Matahari Terbit Lebih Cepat 13-18 November, Ini Daftar Lokasi dan Waktunya

“Tidak perlu panik menyikapi hal ini dikarenakan fenomena ini adalah fenomena alami yang memang lazim terjadi setiap tahun,”

Diterbitkan

on

Suara Pakar - Matahari Terbit Lebih Cepat
Foto ilustrasi matahari terbit lebih cepat, (Sumber: Pixabay)

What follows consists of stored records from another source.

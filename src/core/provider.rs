//! Provider identities and descriptors.
//!
//! Defines the built-in provider catalog: which backend each provider is,
//! how it authenticates, which wire dialect it speaks, and which models it
//! offers out of the box. Local daemons start with an empty model list that
//! discovery fills in (see `core::probe`).

use serde::{Deserialize, Serialize};

use crate::error::{InkwrightError, Result};

// =============================================================================
// Provider Enum
// =============================================================================

/// Supported AI providers.
#[derive(Debug, Clone, Copy, PartialEq, Eq, Hash, Serialize, Deserialize)]
#[serde(rename_all = "lowercase")]
pub enum Provider {
    OpenAi,
    Claude,
    Gemini,
    Groq,
    Together,
    Perplexity,
    Fireworks,
    DeepSeek,
    Cohere,
    Mistral,
    OpenRouter,
    Custom,
    Ollama,
    LmStudio,
}

/// How a provider expects to be reached and authenticated.
#[derive(Debug, Clone, Copy, PartialEq, Eq, Hash, Serialize, Deserialize)]
#[serde(rename_all = "kebab-case")]
pub enum ProviderKind {
    /// Chat-completions style REST with the key in an auth header.
    KeyAuthRest,
    /// REST with the key embedded in the request URL.
    KeyInUrlRest,
    /// Locally running inference server, no key required.
    LocalDaemon,
    /// User-supplied OpenAI-compatible endpoint.
    CustomEndpoint,
}

/// The wire protocol family a provider speaks.
///
/// Determines the request body shape and where the reply text lives in the
/// response JSON.
#[derive(Debug, Clone, Copy, PartialEq, Eq, Hash)]
pub enum WireDialect {
    /// OpenAI chat completions: reply at `choices[0].message.content`.
    OpenAiChat,
    /// Anthropic messages: reply at `content[0].text`.
    AnthropicMessages,
    /// Gemini generateContent: reply at `candidates[0].content.parts[0].text`.
    GeminiGenerateContent,
    /// Ollama native chat: reply at `message.content`.
    OllamaChat,
}

impl Provider {
    /// All providers in catalog order.
    pub const ALL: &'static [Self] = &[
        Self::OpenAi,
        Self::Claude,
        Self::Gemini,
        Self::Groq,
        Self::Together,
        Self::Perplexity,
        Self::Fireworks,
        Self::DeepSeek,
        Self::Cohere,
        Self::Mistral,
        Self::OpenRouter,
        Self::Custom,
        Self::Ollama,
        Self::LmStudio,
    ];

    /// Local daemons, probed and discovered together.
    pub const LOCAL: &'static [Self] = &[Self::Ollama, Self::LmStudio];

    /// CLI name for this provider.
    #[must_use]
    pub const fn cli_name(self) -> &'static str {
        match self {
            Self::OpenAi => "openai",
            Self::Claude => "claude",
            Self::Gemini => "gemini",
            Self::Groq => "groq",
            Self::Together => "together",
            Self::Perplexity => "perplexity",
            Self::Fireworks => "fireworks",
            Self::DeepSeek => "deepseek",
            Self::Cohere => "cohere",
            Self::Mistral => "mistral",
            Self::OpenRouter => "openrouter",
            Self::Custom => "custom",
            Self::Ollama => "ollama",
            Self::LmStudio => "lmstudio",
        }
    }

    /// Display name for human output.
    #[must_use]
    pub const fn display_name(self) -> &'static str {
        match self {
            Self::OpenAi => "OpenAI",
            Self::Claude => "Claude",
            Self::Gemini => "Google Gemini",
            Self::Groq => "Groq",
            Self::Together => "Together AI",
            Self::Perplexity => "Perplexity",
            Self::Fireworks => "Fireworks AI",
            Self::DeepSeek => "DeepSeek",
            Self::Cohere => "Cohere",
            Self::Mistral => "Mistral AI",
            Self::OpenRouter => "OpenRouter",
            Self::Custom => "Custom OpenAI Compatible",
            Self::Ollama => "Ollama",
            Self::LmStudio => "LM Studio",
        }
    }

    /// Parse from CLI argument.
    pub fn from_cli_name(name: &str) -> Result<Self> {
        let lower = name.to_lowercase();
        Self::ALL
            .iter()
            .find(|p| p.cli_name() == lower)
            .copied()
            .ok_or_else(|| InkwrightError::UnknownProvider {
                name: name.to_string(),
            })
    }

    /// The connection shape of this provider.
    #[must_use]
    pub const fn kind(self) -> ProviderKind {
        match self {
            Self::Gemini => ProviderKind::KeyInUrlRest,
            Self::Ollama | Self::LmStudio => ProviderKind::LocalDaemon,
            Self::Custom => ProviderKind::CustomEndpoint,
            _ => ProviderKind::KeyAuthRest,
        }
    }

    /// The wire dialect this provider speaks.
    #[must_use]
    pub const fn dialect(self) -> WireDialect {
        match self {
            Self::Claude => WireDialect::AnthropicMessages,
            Self::Gemini => WireDialect::GeminiGenerateContent,
            Self::Ollama => WireDialect::OllamaChat,
            _ => WireDialect::OpenAiChat,
        }
    }

    /// Whether this provider requires an API key.
    #[must_use]
    pub const fn requires_api_key(self) -> bool {
        !matches!(self, Self::Ollama | Self::LmStudio)
    }

    /// Whether this provider is a local daemon subject to model discovery.
    #[must_use]
    pub const fn is_local_daemon(self) -> bool {
        matches!(self, Self::Ollama | Self::LmStudio)
    }

    /// Built-in endpoint, if the provider has one.
    ///
    /// Local daemons carry their base URL; dialect-specific paths are
    /// appended by the dispatcher and prober. The custom provider has no
    /// endpoint until the user configures one.
    #[must_use]
    pub const fn default_endpoint(self) -> Option<&'static str> {
        match self {
            Self::OpenAi => Some("https://api.openai.com/v1/chat/completions"),
            Self::Claude => Some("https://api.anthropic.com/v1/messages"),
            Self::Gemini => Some("https://generativelanguage.googleapis.com/v1beta/models"),
            Self::Groq => Some("https://api.groq.com/openai/v1/chat/completions"),
            Self::Together => Some("https://api.together.xyz/v1/chat/completions"),
            Self::Perplexity => Some("https://api.perplexity.ai/chat/completions"),
            Self::Fireworks => Some("https://api.fireworks.ai/inference/v1/chat/completions"),
            Self::DeepSeek => Some("https://api.deepseek.com/chat/completions"),
            Self::Cohere => {
                Some("https://api.cohere.ai/compatibility/v1/chat/completions")
            }
            Self::Mistral => Some("https://api.mistral.ai/v1/chat/completions"),
            Self::OpenRouter => Some("https://openrouter.ai/api/v1/chat/completions"),
            Self::Custom => None,
            Self::Ollama => Some("http://localhost:11434"),
            Self::LmStudio => Some("http://localhost:1234"),
        }
    }

    /// Built-in model catalog, in display order.
    ///
    /// Local daemons start empty; their lists come from discovery.
    #[must_use]
    pub const fn default_models(self) -> &'static [&'static str] {
        match self {
            Self::OpenAi => &[
                "gpt-4.1-2025-04-14",
                "o3-2025-04-16",
                "o4-mini-2025-04-16",
                "gpt-4.1-mini-2025-04-14",
                "gpt-4o",
            ],
            Self::Claude => &[
                "claude-opus-4-20250514",
                "claude-sonnet-4-20250514",
                "claude-3-5-haiku-20241022",
                "claude-3-7-sonnet-20250219",
                "claude-3-5-sonnet-20241022",
            ],
            Self::Gemini => &[
                "gemini-2.0-flash-exp",
                "gemini-1.5-pro-002",
                "gemini-1.5-pro",
                "gemini-1.5-flash-002",
                "gemini-1.5-flash",
                "gemini-1.5-flash-8b",
                "gemini-pro",
            ],
            Self::Groq => &[
                "llama-3.3-70b-versatile",
                "llama-3.1-70b-versatile",
                "llama-3.1-8b-instant",
                "llama3-70b-8192",
                "llama3-8b-8192",
                "mixtral-8x7b-32768",
                "gemma2-9b-it",
            ],
            Self::Together => &[
                "meta-llama/Llama-3.2-90B-Vision-Instruct-Turbo",
                "meta-llama/Meta-Llama-3.1-405B-Instruct-Turbo",
                "meta-llama/Meta-Llama-3.1-70B-Instruct-Turbo",
                "meta-llama/Meta-Llama-3.1-8B-Instruct-Turbo",
                "mistralai/Mixtral-8x7B-Instruct-v0.1",
                "mistralai/Mistral-7B-Instruct-v0.3",
                "Qwen/Qwen2.5-72B-Instruct",
            ],
            Self::Perplexity => &[
                "llama-3.1-sonar-small-128k-online",
                "llama-3.1-sonar-large-128k-online",
                "llama-3.1-sonar-huge-128k-online",
                "llama-3.1-8b-instruct",
                "llama-3.1-70b-instruct",
            ],
            Self::Fireworks => &[
                "accounts/fireworks/models/llama-v3p1-405b-instruct",
                "accounts/fireworks/models/llama-v3p1-70b-instruct",
                "accounts/fireworks/models/llama-v3p1-8b-instruct",
                "accounts/fireworks/models/mixtral-8x7b-instruct",
                "accounts/fireworks/models/qwen2p5-72b-instruct",
            ],
            Self::DeepSeek => &["deepseek-chat", "deepseek-coder", "deepseek-reasoner"],
            Self::Cohere => &[
                "command-r-plus",
                "command-r",
                "command-nightly",
                "command-light-nightly",
            ],
            Self::Mistral => &[
                "mistral-large-2407",
                "mistral-medium-2312",
                "mistral-small-2402",
                "open-mistral-7b",
                "open-mixtral-8x7b",
                "open-mixtral-8x22b",
                "codestral-2405",
            ],
            Self::OpenRouter => &[
                "openai/gpt-3.5-turbo",
                "meta-llama/llama-3.2-3b-instruct:free",
                "meta-llama/llama-3.1-8b-instruct:free",
                "microsoft/phi-3-mini-128k-instruct:free",
                "google/gemma-2-9b-it:free",
                "mistralai/mistral-7b-instruct:free",
                "mistralai/mixtral-8x7b-instruct:free",
                "anthropic/claude-3-haiku:beta",
                "cohere/command-r:free",
                "qwen/qwen-2.5-7b-instruct:free",
                "deepseek/deepseek-chat:free",
            ],
            Self::Custom => &["custom-model"],
            Self::Ollama | Self::LmStudio => &[],
        }
    }

    /// Known key prefix for warn-only format validation.
    #[must_use]
    pub const fn key_prefix_hint(self) -> Option<&'static str> {
        match self {
            Self::OpenAi => Some("sk-"),
            Self::Claude => Some("sk-ant-"),
            Self::Gemini => Some("AIza"),
            Self::Groq => Some("gsk_"),
            Self::OpenRouter => Some("sk-or-"),
            _ => None,
        }
    }
}

impl std::fmt::Display for Provider {
    fn fmt(&self, f: &mut std::fmt::Formatter<'_>) -> std::fmt::Result {
        write!(f, "{}", self.cli_name())
    }
}

// =============================================================================
// Provider Descriptor
// =============================================================================

/// Immutable description of a provider's connection shape and model catalog.
///
/// Descriptors are published through the registry as `Arc` snapshots; model
/// discovery replaces a snapshot rather than mutating one.
#[derive(Debug, Clone, PartialEq, Eq)]
pub struct ProviderDescriptor {
    pub id: Provider,
    pub kind: ProviderKind,
    pub dialect: WireDialect,
    pub models: Vec<String>,
    pub requires_api_key: bool,
    pub endpoint: Option<String>,
}

impl ProviderDescriptor {
    /// Build the built-in descriptor for a provider.
    #[must_use]
    pub fn builtin(provider: Provider) -> Self {
        Self {
            id: provider,
            kind: provider.kind(),
            dialect: provider.dialect(),
            models: provider
                .default_models()
                .iter()
                .map(|m| (*m).to_string())
                .collect(),
            requires_api_key: provider.requires_api_key(),
            endpoint: provider.default_endpoint().map(str::to_string),
        }
    }

    /// First model in the catalog, used as the selection fallback.
    #[must_use]
    pub fn default_model(&self) -> Option<&str> {
        self.models.first().map(String::as_str)
    }

    /// Whether the catalog offers the given model.
    #[must_use]
    pub fn has_model(&self, model: &str) -> bool {
        self.models.iter().any(|m| m == model)
    }

    /// A copy of this descriptor with a replacement model list.
    ///
    /// Used by discovery to publish a refreshed snapshot.
    #[must_use]
    pub fn with_models(&self, models: Vec<String>) -> Self {
        Self {
            models,
            ..self.clone()
        }
    }

    /// A copy of this descriptor with a replacement endpoint.
    #[must_use]
    pub fn with_endpoint(&self, endpoint: Option<String>) -> Self {
        Self {
            endpoint,
            ..self.clone()
        }
    }
}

Suarapakar.com – Matahari akan terbit lebih cepat pada 13-18 November 2021. Sehingga matahari akan sudah tampak di ufuk sejak pukul 5 pagi.

Hal itu diungkapkan oleh Peneliti Pusat Sains dan Antariksa Lembaga Penerbangan dan Antariksa Nasional (LAPAN), Andi Pangerang. Ia menyebut fenomena tersebut akan berlangsung dari 13 sampai 18 November mendatang.

“Mulai tanggal 13-18 November mendatang, Matahari akan terbit lebih cepat jika diamati dari Jawa, Bali dan Nusa Tenggara,” kata Andi sebagaimana dikutip dari cnnindonesia, Senin (15/11/2021).

Menurut Andi, matahari terbit lebih cepat ini ini lazim terjadi setiap tahun dengan waktu terbit Matahari dan tanggal yang kurang lebih sama.

“Tidak perlu panik menyikapi hal ini dikarenakan fenomena ini adalah fenomena alami yang memang lazim terjadi setiap tahun,” jelasnya.

Sementara itu, dua bulan lagi sejak tanggal 25 hingga 31 Januari 2022 mendatang, Matahari akan terbenam lebih cepat untuk Jawa, Bali dan Nusa Tenggara.

Suarapakar.com - Kelas Fakartrading 1 bulan

Baca juga: Jelang Matahari Mati, Ini yang Akan Dialami Bumi

Dampak Matahari Terbit Lebih Cepat

Fenomena Matahari terbit lebih cepat tidak memberikan dampak apa pun. Peneliti di Pusat Sains Antariksa Lembaga Penerbangan dan Antariksa Nasional (Lapan) Badan Riset dan Inovasi Nasional (BRIN) Andi Pangerang menegaskan, tidak ada dampak apa pun akibat dari fenomena tersebut.

“Tidak ada (dampak apa pun). Hanya lebih cepat saja terbitnya,” ujar Andi

Andi juga menambahkan, fenomena ini juga bukan tanda suatu bencana.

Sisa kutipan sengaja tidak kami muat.